-- GIVEN RECORDS follows --
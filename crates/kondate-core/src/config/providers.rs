use serde::{Deserialize, Serialize};

use super::defaults::*;

/// Text-generation provider configuration.
#[derive(Debug, Clone, Serialize, Deserialize)]
pub struct ProviderConfig {
    #[serde(default = "default_provider")]
    pub default: String,
    pub anthropic: Option<AnthropicConfig>,
    pub openai: Option<OpenAiConfig>,
}

impl Default for ProviderConfig {
    fn default() -> Self {
        Self {
            default: default_provider(),
            anthropic: None,
            openai: None,
        }
    }
}

/// Anthropic API provider config.
#[derive(Debug, Clone, Serialize, Deserialize)]
pub struct AnthropicConfig {
    #[serde(default)]
    pub api_key: String,
    #[serde(default = "default_anthropic_model")]
    pub model: String,
}

impl Default for AnthropicConfig {
    fn default() -> Self {
        Self {
            api_key: String::new(),
            model: default_anthropic_model(),
        }
    }
}

/// OpenAI-compatible provider config.
#[derive(Debug, Clone, Serialize, Deserialize)]
pub struct OpenAiConfig {
    #[serde(default)]
    pub api_key: String,
    #[serde(default = "default_openai_model")]
    pub model: String,
    #[serde(default = "default_openai_base_url")]
    pub base_url: String,
}

impl Default for OpenAiConfig {
    fn default() -> Self {
        Self {
            api_key: String::new(),
            model: default_openai_model(),
            base_url: default_openai_base_url(),
        }
    }
}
-- GIVEN RECORDS concluded --
TASK DESCRIPTION: Copy all lines from the data that hold the word "struct".

WORKED SOLUTION:
pub struct ProviderConfig {
pub struct AnthropicConfig {
pub struct OpenAiConfig {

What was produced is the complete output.